An Interview with Naila Moreira
Sarah Feldman, Straw Dog Literary Correspondent
Naila Moreira is a writer and journalist living in western Massachusetts. Her journalism and nature essays have been published in The Boston Globe, The Seattle Times, The Common Online, Science News, and other venues. She works at Smith College as a writing counselor at the Jacobson Writing Center and lecturer in the English department. She also teaches science and nature writing to high school students in Smith’s Summer Science and Engineering Program.
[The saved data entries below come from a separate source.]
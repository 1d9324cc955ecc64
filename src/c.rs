// (c) Copyright 2025 Mikołaj Kuranowski
// SPDX-License-Identifier: MIT

use super::*;

use std::collections::btree_map;
use std::ffi::{c_char, CStr, OsStr};
use std::mem::{forget, ManuallyDrop};
use std::os::unix::ffi::OsStrExt;
use std::ptr::{null, null_mut};
use std::slice;

use crate::astar::{AStarError, Params, RoutingResult};
use crate::router::{LeapMode, Options, RouterError};

/// Opaque iterator over the [Nodes](Node) of a [Graph].
pub struct CNodeIterator<'a>(btree_map::Values<'a, i64, graph::NodeEntry>);

#[unsafe(no_mangle)]
pub unsafe extern "C" fn routewave_graph_new() -> *mut Graph {
    Box::into_raw(Box::<Graph>::default())
}

#[unsafe(no_mangle)]
pub unsafe extern "C" fn routewave_graph_delete(ptr: *mut Graph) {
    if !ptr.is_null() {
        drop(Box::from_raw(ptr));
    }
}

#[unsafe(no_mangle)]
pub unsafe extern "C" fn routewave_graph_get_nodes(
    graph: *const Graph,
    iterator_ptr: *mut *mut CNodeIterator<'_>,
) -> usize {
    if let Some(graph) = graph.as_ref() {
        if !iterator_ptr.is_null() {
            *iterator_ptr = Box::into_raw(Box::new(CNodeIterator(graph.0.values())));
        }

        graph.len()
    } else {
        if !iterator_ptr.is_null() {
            *iterator_ptr = null_mut();
        }

        0
    }
}

#[unsafe(no_mangle)]
pub unsafe extern "C" fn routewave_graph_iterator_next(iterator: *mut CNodeIterator<'_>) -> Node {
    iterator
        .as_mut()
        .and_then(|it| it.0.next())
        .map(|entry| entry.node)
        .unwrap_or(Node::ZERO)
}

#[unsafe(no_mangle)]
pub unsafe extern "C" fn routewave_graph_iterator_delete(iterator: *mut CNodeIterator<'_>) {
    if !iterator.is_null() {
        drop(Box::from_raw(iterator));
    }
}

#[unsafe(no_mangle)]
pub unsafe extern "C" fn routewave_graph_get_node(graph: *const Graph, id: i64) -> Node {
    graph
        .as_ref()
        .and_then(|g| g.get_node(id))
        .unwrap_or(Node::ZERO)
}

#[unsafe(no_mangle)]
pub unsafe extern "C" fn routewave_graph_set_node(graph: *mut Graph, node: Node) -> bool {
    graph.as_mut().is_some_and(|g| g.set_node(node))
}

#[unsafe(no_mangle)]
pub unsafe extern "C" fn routewave_graph_delete_node(graph: *mut Graph, id: i64) -> bool {
    graph.as_mut().is_some_and(|g| g.delete_node(id))
}

#[unsafe(no_mangle)]
pub unsafe extern "C" fn routewave_graph_find_nearest_node(
    graph: *const Graph,
    lat: f32,
    lon: f32,
) -> Node {
    graph
        .as_ref()
        .and_then(|g| g.find_nearest_node(lat, lon))
        .unwrap_or(Node::ZERO)
}

#[unsafe(no_mangle)]
pub unsafe extern "C" fn routewave_graph_get_edges(
    graph: *const Graph,
    from_id: i64,
    out_edges: *mut *const Edge,
) -> usize {
    let edges = graph.as_ref().map(|g| g.get_edges(from_id)).unwrap_or_default();
    if !out_edges.is_null() {
        *out_edges = if graph.is_null() {
            null()
        } else {
            edges.as_ptr()
        };
    }
    edges.len()
}

#[unsafe(no_mangle)]
pub unsafe extern "C" fn routewave_graph_get_edge(
    graph: *const Graph,
    from_id: i64,
    to_id: i64,
) -> f32 {
    graph
        .as_ref()
        .map(|g| g.get_edge(from_id, to_id))
        .unwrap_or(f32::INFINITY)
}

#[unsafe(no_mangle)]
pub unsafe extern "C" fn routewave_graph_set_edge(
    graph: *mut Graph,
    from_id: i64,
    edge: Edge,
) -> bool {
    graph.as_mut().is_some_and(|g| g.set_edge(from_id, edge))
}

#[unsafe(no_mangle)]
pub unsafe extern "C" fn routewave_graph_delete_edge(
    graph: *mut Graph,
    from_id: i64,
    to_id: i64,
) -> bool {
    graph.as_mut().is_some_and(|g| g.delete_edge(from_id, to_id))
}

#[derive(Copy, Clone)]
#[repr(C)]
pub enum CFileFormat {
    Unknown = 0,
    Text = 1,
    TextGz = 2,
    TextBz2 = 3,
}

impl From<CFileFormat> for graph_file::FileFormat {
    fn from(value: CFileFormat) -> Self {
        match value {
            CFileFormat::Unknown => graph_file::FileFormat::Unknown,
            CFileFormat::Text => graph_file::FileFormat::Text,
            CFileFormat::TextGz => graph_file::FileFormat::TextGz,
            CFileFormat::TextBz2 => graph_file::FileFormat::TextBz2,
        }
    }
}

/// Loads a graph file into the graph. Errors are logged, and reported by returning `false`.
#[unsafe(no_mangle)]
pub unsafe extern "C" fn routewave_graph_add_from_file(
    graph: *mut Graph,
    format: CFileFormat,
    c_filename: *const c_char,
) -> bool {
    let Some(graph) = graph.as_mut() else {
        return false;
    };
    if c_filename.is_null() {
        return false;
    }

    let filename = OsStr::from_bytes(CStr::from_ptr(c_filename).to_bytes());
    match graph_file::add_from_file(graph, format.into(), filename) {
        Ok(()) => true,
        Err(e) => {
            log::error!("{}: {}", filename.to_string_lossy(), e);
            false
        }
    }
}

#[unsafe(no_mangle)]
pub unsafe extern "C" fn routewave_graph_add_from_memory(
    graph: *mut Graph,
    format: CFileFormat,
    content: *const u8,
    content_len: usize,
) -> bool {
    let Some(graph) = graph.as_mut() else {
        return false;
    };
    if content.is_null() {
        return false;
    }

    let content = slice::from_raw_parts(content, content_len);
    match graph_file::add_from_buffer(graph, format.into(), content) {
        Ok(()) => true,
        Err(e) => {
            log::error!("graph from memory: {}", e);
            false
        }
    }
}

#[derive(Copy, Clone, Debug, PartialEq, Eq)]
#[repr(C)]
pub enum CRouteResultType {
    Ok = 0,
    InvalidReference = 1,
    NoPath = 2,
    Cancelled = 3,
}

#[repr(C)]
pub struct CRouteResultOk {
    pub nodes: *mut i64,
    pub len: u32,
    pub capacity: u32,
    pub distance: f64,
}

#[derive(Clone, Copy)]
#[repr(C)]
pub struct CRouteResultInvalidReference {
    pub invalid_node_id: i64,
}

#[repr(C)]
pub union CRouteResultInner {
    pub ok: ManuallyDrop<CRouteResultOk>,
    pub invalid_reference: CRouteResultInvalidReference,
    pub empty: (),
}

#[repr(C)]
pub struct CRouteResult {
    pub inner: CRouteResultInner,
    pub type_: CRouteResultType,
}

impl CRouteResult {
    fn ok(route: RoutingResult<i64, f64>) -> Self {
        let mut nodes = route.path;
        let ptr = nodes.as_mut_ptr();
        let len = nodes.len().try_into().expect("route length overflow");
        let capacity = nodes
            .capacity()
            .try_into()
            .expect("route capacity overflow");
        forget(nodes);

        CRouteResult {
            inner: CRouteResultInner {
                ok: ManuallyDrop::new(CRouteResultOk {
                    nodes: ptr,
                    len,
                    capacity,
                    distance: route.distance,
                }),
            },
            type_: CRouteResultType::Ok,
        }
    }

    fn invalid_reference(invalid_node_id: i64) -> Self {
        CRouteResult {
            inner: CRouteResultInner {
                invalid_reference: CRouteResultInvalidReference { invalid_node_id },
            },
            type_: CRouteResultType::InvalidReference,
        }
    }

    fn empty(type_: CRouteResultType) -> Self {
        CRouteResult {
            inner: CRouteResultInner { empty: () },
            type_,
        }
    }
}

impl From<Result<RoutingResult<i64, f64>, RouterError>> for CRouteResult {
    fn from(value: Result<RoutingResult<i64, f64>, RouterError>) -> Self {
        match value {
            Ok(route) => CRouteResult::ok(route),
            Err(RouterError::InvalidReference(id)) => CRouteResult::invalid_reference(id),
            Err(RouterError::BrokenRoute(_, to)) => CRouteResult::invalid_reference(to),
            Err(RouterError::Search(AStarError::NoPath)) => CRouteResult::empty(CRouteResultType::NoPath),
            Err(RouterError::Search(AStarError::Cancelled)) => {
                CRouteResult::empty(CRouteResultType::Cancelled)
            }
        }
    }
}

#[derive(Copy, Clone, Debug, PartialEq, Eq)]
#[repr(C)]
pub enum CAlgorithm {
    AStar = 0,
    Bidirectional = 1,
}

unsafe fn as_cancellable<'a>(flag: *const CancelFlag) -> &'a dyn Cancellable {
    match flag.as_ref() {
        Some(flag) => flag,
        None => &NeverCancelled,
    }
}

/// Finds the shortest route over the whole graph. `cancel_flag` may be NULL.
#[unsafe(no_mangle)]
pub unsafe extern "C" fn routewave_graph_find_route(
    graph: *const Graph,
    from_id: i64,
    to_id: i64,
    algorithm: CAlgorithm,
    cancel_flag: *const CancelFlag,
) -> CRouteResult {
    let Some(graph) = graph.as_ref() else {
        return CRouteResult::invalid_reference(0);
    };

    for id in [from_id, to_id] {
        if graph.get_node(id).is_none() {
            return CRouteResult::invalid_reference(id);
        }
    }

    let mut params = Params::new(graph, from_id, to_id, as_cancellable(cancel_flag));
    let result = match algorithm {
        CAlgorithm::AStar => astar::find_path(&mut params),
        CAlgorithm::Bidirectional => astar::find_path_bidirectional(&mut params),
    };
    result.map_err(RouterError::from).into()
}

#[derive(Copy, Clone, Debug, PartialEq, Eq)]
#[repr(C)]
pub enum CLeapMode {
    NoLeaps = 0,
    LeapsOnly = 1,
    Auto = 2,
}

impl From<CLeapMode> for LeapMode {
    fn from(value: CLeapMode) -> Self {
        match value {
            CLeapMode::NoLeaps => LeapMode::NoLeaps,
            CLeapMode::LeapsOnly => LeapMode::LeapsOnly,
            CLeapMode::Auto => LeapMode::Auto,
        }
    }
}

/// Creates a [Router] over the graph. The graph must outlive the router
/// and must not be modified while the router exists.
#[unsafe(no_mangle)]
pub unsafe extern "C" fn routewave_router_new(
    graph: *const Graph,
    mode: CLeapMode,
    adjust_limit: f64,
) -> *mut Router<'static> {
    let Some(graph) = graph.as_ref() else {
        return null_mut();
    };

    let options = Options {
        mode: mode.into(),
        adjust_limit,
        ..Options::default()
    };
    Box::into_raw(Box::new(Router::new(graph, options)))
}

#[unsafe(no_mangle)]
pub unsafe extern "C" fn routewave_router_delete(ptr: *mut Router<'static>) {
    if !ptr.is_null() {
        drop(Box::from_raw(ptr));
    }
}

#[unsafe(no_mangle)]
pub unsafe extern "C" fn routewave_router_find_nearest_node(
    router: *const Router<'static>,
    lat: f32,
    lon: f32,
) -> Node {
    router
        .as_ref()
        .and_then(|r| r.snap(lat, lon))
        .unwrap_or(Node::ZERO)
}

#[unsafe(no_mangle)]
pub unsafe extern "C" fn routewave_router_find_route(
    router: *const Router<'static>,
    from_id: i64,
    to_id: i64,
    cancel_flag: *const CancelFlag,
) -> CRouteResult {
    match router.as_ref() {
        Some(router) => router.route(from_id, to_id, as_cancellable(cancel_flag)).into(),
        None => CRouteResult::invalid_reference(0),
    }
}

/// Adjusts a previous route (`prev_nodes`, `prev_len` node ids) after a deviation to `start_id`.
#[unsafe(no_mangle)]
pub unsafe extern "C" fn routewave_router_adjust_route(
    router: *const Router<'static>,
    start_id: i64,
    prev_nodes: *const i64,
    prev_len: usize,
    cancel_flag: *const CancelFlag,
) -> CRouteResult {
    let Some(router) = router.as_ref() else {
        return CRouteResult::invalid_reference(0);
    };

    let prev_route: &[i64] = if prev_nodes.is_null() {
        &[]
    } else {
        slice::from_raw_parts(prev_nodes, prev_len)
    };
    router
        .adjust_route(start_id, prev_route, as_cancellable(cancel_flag))
        .into()
}

#[unsafe(no_mangle)]
pub unsafe extern "C" fn routewave_route_result_delete(result: CRouteResult) {
    match result.type_ {
        CRouteResultType::Ok => {
            let ok = ManuallyDrop::into_inner(result.inner.ok);
            if !ok.nodes.is_null() {
                drop(Vec::from_raw_parts(
                    ok.nodes,
                    ok.len as usize,
                    ok.capacity as usize,
                ));
            }
        }

        CRouteResultType::InvalidReference | CRouteResultType::NoPath | CRouteResultType::Cancelled => {
            // Nothing to free
        }
    }
}

#[unsafe(no_mangle)]
pub unsafe extern "C" fn routewave_cancel_flag_new() -> *mut CancelFlag {
    Box::into_raw(Box::new(CancelFlag::new()))
}

/// Raises the flag. Safe to call from any thread while a search polls the flag.
#[unsafe(no_mangle)]
pub unsafe extern "C" fn routewave_cancel_flag_cancel(flag: *const CancelFlag) {
    if let Some(flag) = flag.as_ref() {
        flag.cancel();
    }
}

#[unsafe(no_mangle)]
pub unsafe extern "C" fn routewave_cancel_flag_reset(flag: *const CancelFlag) {
    if let Some(flag) = flag.as_ref() {
        flag.reset();
    }
}

#[unsafe(no_mangle)]
pub unsafe extern "C" fn routewave_cancel_flag_is_cancelled(flag: *const CancelFlag) -> bool {
    flag.as_ref().is_some_and(|f| f.is_cancelled())
}

#[unsafe(no_mangle)]
pub unsafe extern "C" fn routewave_cancel_flag_delete(ptr: *mut CancelFlag) {
    if !ptr.is_null() {
        drop(Box::from_raw(ptr));
    }
}

#[unsafe(no_mangle)]
pub unsafe extern "C" fn routewave_node_index_new(graph: *const Graph) -> *mut NodeIndex {
    match graph.as_ref() {
        Some(graph) => Box::into_raw(Box::new(NodeIndex::new(graph))),
        None => null_mut(),
    }
}

#[unsafe(no_mangle)]
pub unsafe extern "C" fn routewave_node_index_delete(ptr: *mut NodeIndex) {
    if !ptr.is_null() {
        drop(Box::from_raw(ptr));
    }
}

#[unsafe(no_mangle)]
pub unsafe extern "C" fn routewave_node_index_find_nearest_node(
    index: *const NodeIndex,
    lat: f32,
    lon: f32,
) -> Node {
    index
        .as_ref()
        .and_then(|idx| idx.find_nearest_node(lat, lon))
        .unwrap_or(Node::ZERO)
}

#[unsafe(no_mangle)]
pub unsafe extern "C" fn routewave_earth_distance(lat1: f32, lon1: f32, lat2: f32, lon2: f32) -> f32 {
    earth_distance(lat1, lon1, lat2, lon2)
}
Guest blogger Sarah Feldman met with Naila at Wood Star Café in Northampton to talk about her writing, her experiences as a Straw Dog volunteer, and the “literary life”.
Sarah: How did you start emceeing for Straw Dog Writer’s Guild’s Writer’s Night Out?
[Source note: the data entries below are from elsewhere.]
//! Job manifest construction.
//!
//! Builds the typed Job tree for one (mode, host) pair and renders it to a
//! YAML document. The skeleton (labels, toleration, affinity, restart policy)
//! is fixed; everything else comes from the resolved configuration.

pub mod command;
pub mod job;

use std::collections::BTreeMap;

use crate::config::ResolvedConfig;
use crate::error::Result;
use crate::types::ConsistencyLevel;
use command::StressInvocation;
use job::*;

pub const APP_LABEL: &str = "cassandra-stress";
pub const CONTAINER_NAME: &str = "cassandra-stress";
pub const IMAGE_REPOSITORY: &str = "scylladb/scylla";
pub const TOLERATION_KEY: &str = "role";
pub const TOPOLOGY_KEY: &str = "kubernetes.io/hostname";
pub const AFFINITY_WEIGHT: i32 = 100;

pub const SEQUENCE_ANNOTATION: &str = "cassandra-stress/sequence";
pub const CONNECTIONS_ANNOTATION: &str = "cassandra-stress/connections-per-host";

/// Width of the legacy per-host population range
pub const SEQUENCE_STRIDE: u64 = 250_000_000;

/// Rendered YAML text of one Job
pub type ManifestDocument = String;

/// Legacy per-host sequence range `[i*stride+1, (i+1)*stride]`.
///
/// Shown as an annotation only; it is not tied to `ops`.
#[derive(Debug, Clone, Copy, PartialEq, Eq)]
pub struct HostSequence {
    pub start: u64,
    pub end: u64,
}

impl HostSequence {
    pub fn for_host(index: usize) -> Self {
        let index = index as u64;
        Self {
            start: index * SEQUENCE_STRIDE + 1,
            end: (index + 1) * SEQUENCE_STRIDE,
        }
    }
}

impl std::fmt::Display for HostSequence {
    fn fmt(&self, f: &mut std::fmt::Formatter<'_>) -> std::fmt::Result {
        write!(f, "{}..{}", self.start, self.end)
    }
}

/// Job name for the given mode and host index: `<name>-<mode>-<index>`
pub fn job_name(config: &ResolvedConfig, mode: &str, host_index: usize) -> String {
    format!("{}-{}-{}", config.name, mode, host_index)
}

/// Build the Job tree for one (mode, host) pair.
pub fn build_job(config: &ResolvedConfig, mode: &str, host_index: usize) -> Job {
    let host = &config.host_list[host_index];
    let app_labels = || BTreeMap::from([("app".to_string(), APP_LABEL.to_string())]);

    let invocation = StressInvocation {
        mode,
        consistency: ConsistencyLevel::Quorum,
        username: &config.username,
        password: &config.password,
        threads: config.threads,
        throttle: config.throttle,
        host,
    };

    Job {
        api_version: API_VERSION,
        kind: KIND,
        metadata: ObjectMeta {
            name: job_name(config, mode, host_index),
            namespace: config.namespace.clone(),
            labels: app_labels(),
            annotations: BTreeMap::from([
                (
                    SEQUENCE_ANNOTATION.to_string(),
                    HostSequence::for_host(host_index).to_string(),
                ),
                (
                    CONNECTIONS_ANNOTATION.to_string(),
                    config.connections_per_host.to_string(),
                ),
            ]),
        },
        spec: JobSpec {
            parallelism: config.parallelism,
            template: PodTemplateSpec {
                spec: PodSpec {
                    containers: vec![Container {
                        name: CONTAINER_NAME.to_string(),
                        image: format!("{}:{}", IMAGE_REPOSITORY, config.scylla_version),
                        command: invocation.container_command(),
                        resources: ResourceRequirements {
                            limits: ResourceList::new(config.cpu_limit, config.memory_limit),
                            requests: ResourceList::new(u64::from(config.cpu), config.memory),
                        },
                    }],
                    restart_policy: RestartPolicy::Never,
                    node_selector: BTreeMap::new(),
                    tolerations: vec![Toleration {
                        key: TOLERATION_KEY.to_string(),
                        operator: TolerationOperator::Equal,
                        value: APP_LABEL.to_string(),
                        effect: TaintEffect::NoSchedule,
                    }],
                    affinity: Affinity {
                        pod_affinity: PodAffinity {
                            preferred_during_scheduling_ignored_during_execution: vec![
                                WeightedPodAffinityTerm {
                                    weight: AFFINITY_WEIGHT,
                                    pod_affinity_term: PodAffinityTerm {
                                        topology_key: TOPOLOGY_KEY.to_string(),
                                        label_selector: LabelSelector {
                                            match_labels: app_labels(),
                                        },
                                    },
                                },
                            ],
                        },
                    },
                },
            },
        },
    }
}

/// Serialize a Job to a YAML document without a trailing newline.
pub fn render(job: &Job) -> Result<ManifestDocument> {
    let yaml = serde_yaml::to_string(job)?;
    Ok(yaml.trim_end_matches('\n').to_string())
}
Naila: I met Jacqueline [Sheehan] through the Writer’s Room at Forbes Library, and learned about Straw Dog through her. I started attending Writer’s Night Out, started reading there, and one night [about a year ago] I did the announcements. Jacqueline told me that I had a “good emcee manner”…and that she was looking for volunteers.
Sarah: You teach classes at Smith College; you do part-time environmental consulting; you’re writing a children’s novel; you write freelance journalism, creative nonfiction, poetry and a blog; you facilitate the Poetry Discussion Group at Forbes Library—have I missed anything? What makes you decide, Sure why not, I’ll volunteer, rather than, I’m really busy already?
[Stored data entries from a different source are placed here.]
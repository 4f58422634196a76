//! cassandra-stress Kubernetes Job generator
//!
//! This library resolves stress-test parameters and renders one Kubernetes
//! Job manifest per (mode, host) pair.

pub mod cli;
pub mod config;
pub mod config_file;
pub mod engine;
pub mod error;
pub mod manifest;
pub mod output;
pub mod types;

// Re-export main types for convenience
pub use config::{resolve, RawParams, ResolvedConfig};
pub use engine::generator::{generate, generate_plan, JobPlan};
pub use error::StressGenError;
pub use manifest::{HostSequence, ManifestDocument};
pub use output::{emit, join_documents};
pub use types::{ConsistencyLevel, StressCommand};
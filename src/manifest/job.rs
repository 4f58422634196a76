//! Typed subset of the Kubernetes `batch/v1` Job schema.
//!
//! Only the fields the generator fills in are modelled. Field names follow
//! the Kubernetes camelCase wire names via serde.

use serde::Serialize;
use std::collections::BTreeMap;

pub const API_VERSION: &str = "batch/v1";
pub const KIND: &str = "Job";

#[derive(Debug, Clone, PartialEq, Eq, Serialize)]
#[serde(rename_all = "camelCase")]
pub struct Job {
    pub api_version: &'static str,
    pub kind: &'static str,
    pub metadata: ObjectMeta,
    pub spec: JobSpec,
}

#[derive(Debug, Clone, PartialEq, Eq, Serialize)]
pub struct ObjectMeta {
    pub name: String,
    pub namespace: String,
    pub labels: BTreeMap<String, String>,
    #[serde(skip_serializing_if = "BTreeMap::is_empty")]
    pub annotations: BTreeMap<String, String>,
}

#[derive(Debug, Clone, PartialEq, Eq, Serialize)]
pub struct JobSpec {
    pub parallelism: u32,
    pub template: PodTemplateSpec,
}

#[derive(Debug, Clone, PartialEq, Eq, Serialize)]
pub struct PodTemplateSpec {
    pub spec: PodSpec,
}

#[derive(Debug, Clone, PartialEq, Eq, Serialize)]
#[serde(rename_all = "camelCase")]
pub struct PodSpec {
    pub containers: Vec<Container>,
    pub restart_policy: RestartPolicy,
    #[serde(skip_serializing_if = "BTreeMap::is_empty")]
    pub node_selector: BTreeMap<String, String>,
    pub tolerations: Vec<Toleration>,
    pub affinity: Affinity,
}

#[derive(Debug, Clone, Copy, PartialEq, Eq, Serialize)]
pub enum RestartPolicy {
    Never,
    OnFailure,
}

#[derive(Debug, Clone, PartialEq, Eq, Serialize)]
pub struct Container {
    pub name: String,
    pub image: String,
    pub command: Vec<String>,
    pub resources: ResourceRequirements,
}

#[derive(Debug, Clone, PartialEq, Eq, Serialize)]
pub struct ResourceRequirements {
    pub limits: ResourceList,
    pub requests: ResourceList,
}

/// CPU and memory quantities, already formatted (`"2"`, `"2048Mi"`).
#[derive(Debug, Clone, PartialEq, Eq, Serialize)]
pub struct ResourceList {
    pub cpu: String,
    pub memory: String,
}

impl ResourceList {
    /// Whole CPUs and MiB of memory
    pub fn new(cpu: u64, memory_mib: u64) -> Self {
        Self {
            cpu: cpu.to_string(),
            memory: format!("{}Mi", memory_mib),
        }
    }
}

#[derive(Debug, Clone, PartialEq, Eq, Serialize)]
pub struct Toleration {
    pub key: String,
    pub operator: TolerationOperator,
    pub value: String,
    pub effect: TaintEffect,
}

#[derive(Debug, Clone, Copy, PartialEq, Eq, Serialize)]
pub enum TolerationOperator {
    Equal,
    Exists,
}

#[derive(Debug, Clone, Copy, PartialEq, Eq, Serialize)]
pub enum TaintEffect {
    NoSchedule,
    PreferNoSchedule,
    NoExecute,
}

#[derive(Debug, Clone, PartialEq, Eq, Serialize)]
#[serde(rename_all = "camelCase")]
pub struct Affinity {
    pub pod_affinity: PodAffinity,
}

#[derive(Debug, Clone, PartialEq, Eq, Serialize)]
#[serde(rename_all = "camelCase")]
pub struct PodAffinity {
    pub preferred_during_scheduling_ignored_during_execution: Vec<WeightedPodAffinityTerm>,
}

#[derive(Debug, Clone, PartialEq, Eq, Serialize)]
#[serde(rename_all = "camelCase")]
pub struct WeightedPodAffinityTerm {
    pub weight: i32,
    pub pod_affinity_term: PodAffinityTerm,
}

#[derive(Debug, Clone, PartialEq, Eq, Serialize)]
#[serde(rename_all = "camelCase")]
pub struct PodAffinityTerm {
    pub topology_key: String,
    pub label_selector: LabelSelector,
}

#[derive(Debug, Clone, PartialEq, Eq, Serialize)]
#[serde(rename_all = "camelCase")]
pub struct LabelSelector {
    pub match_labels: BTreeMap<String, String>,
}

#[cfg(test)]
mod tests {
    use super::*;

    #[test]
    fn test_resource_list_formatting() {
        let list = ResourceList::new(4, 4096);
        assert_eq!(list.cpu, "4");
        assert_eq!(list.memory, "4096Mi");
    }

    #[test]
    fn test_camel_case_wire_names() {
        let term = WeightedPodAffinityTerm {
            weight: 100,
            pod_affinity_term: PodAffinityTerm {
                topology_key: "kubernetes.io/hostname".to_string(),
                label_selector: LabelSelector {
                    match_labels: BTreeMap::from([("app".to_string(), "x".to_string())]),
                },
            },
        };
        let value = serde_json::to_value(&term).expect("serialize");
        assert_eq!(
            value["podAffinityTerm"]["topologyKey"],
            "kubernetes.io/hostname"
        );
        assert_eq!(value["podAffinityTerm"]["labelSelector"]["matchLabels"]["app"], "x");
    }

    #[test]
    fn test_enum_wire_names() {
        assert_eq!(serde_json::to_value(RestartPolicy::Never).unwrap(), "Never");
        assert_eq!(serde_json::to_value(TaintEffect::NoSchedule).unwrap(), "NoSchedule");
        assert_eq!(serde_json::to_value(TolerationOperator::Equal).unwrap(), "Equal");
    }
}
Naila: I think the best way to have a literary life is to be part of a literary community. Not just because that way you hear about opportunities to get your writing published and read by a wider audience, but because one of the ways to be close to literature is to be around people to whom literature is important, who like literature and try to incorporate it into their day-to-day lives. Volunteering is just a way to do that more strongly and immediately, because you’re offering part of yourself, and others in turn are likely to be more open, to offer something of themselves to you.
Sarah: How do you balance having a literary life – staying in contact with those touchstones of inspiration –with creating literature? (You mention in your interview on “The Writer’s Voice” that you get a lot of material from spending time in nature every day….)
Naila: The short answer is I don’t. The longer, and probably truer, answer, is that I alternate. If I go hiking one day, then I won’t get much writing done, but I’ll write the next day. I do try to get out every day, but that might be just five minutes to cross the bridge, or go down to where the beavers live, or go out and look at the stars.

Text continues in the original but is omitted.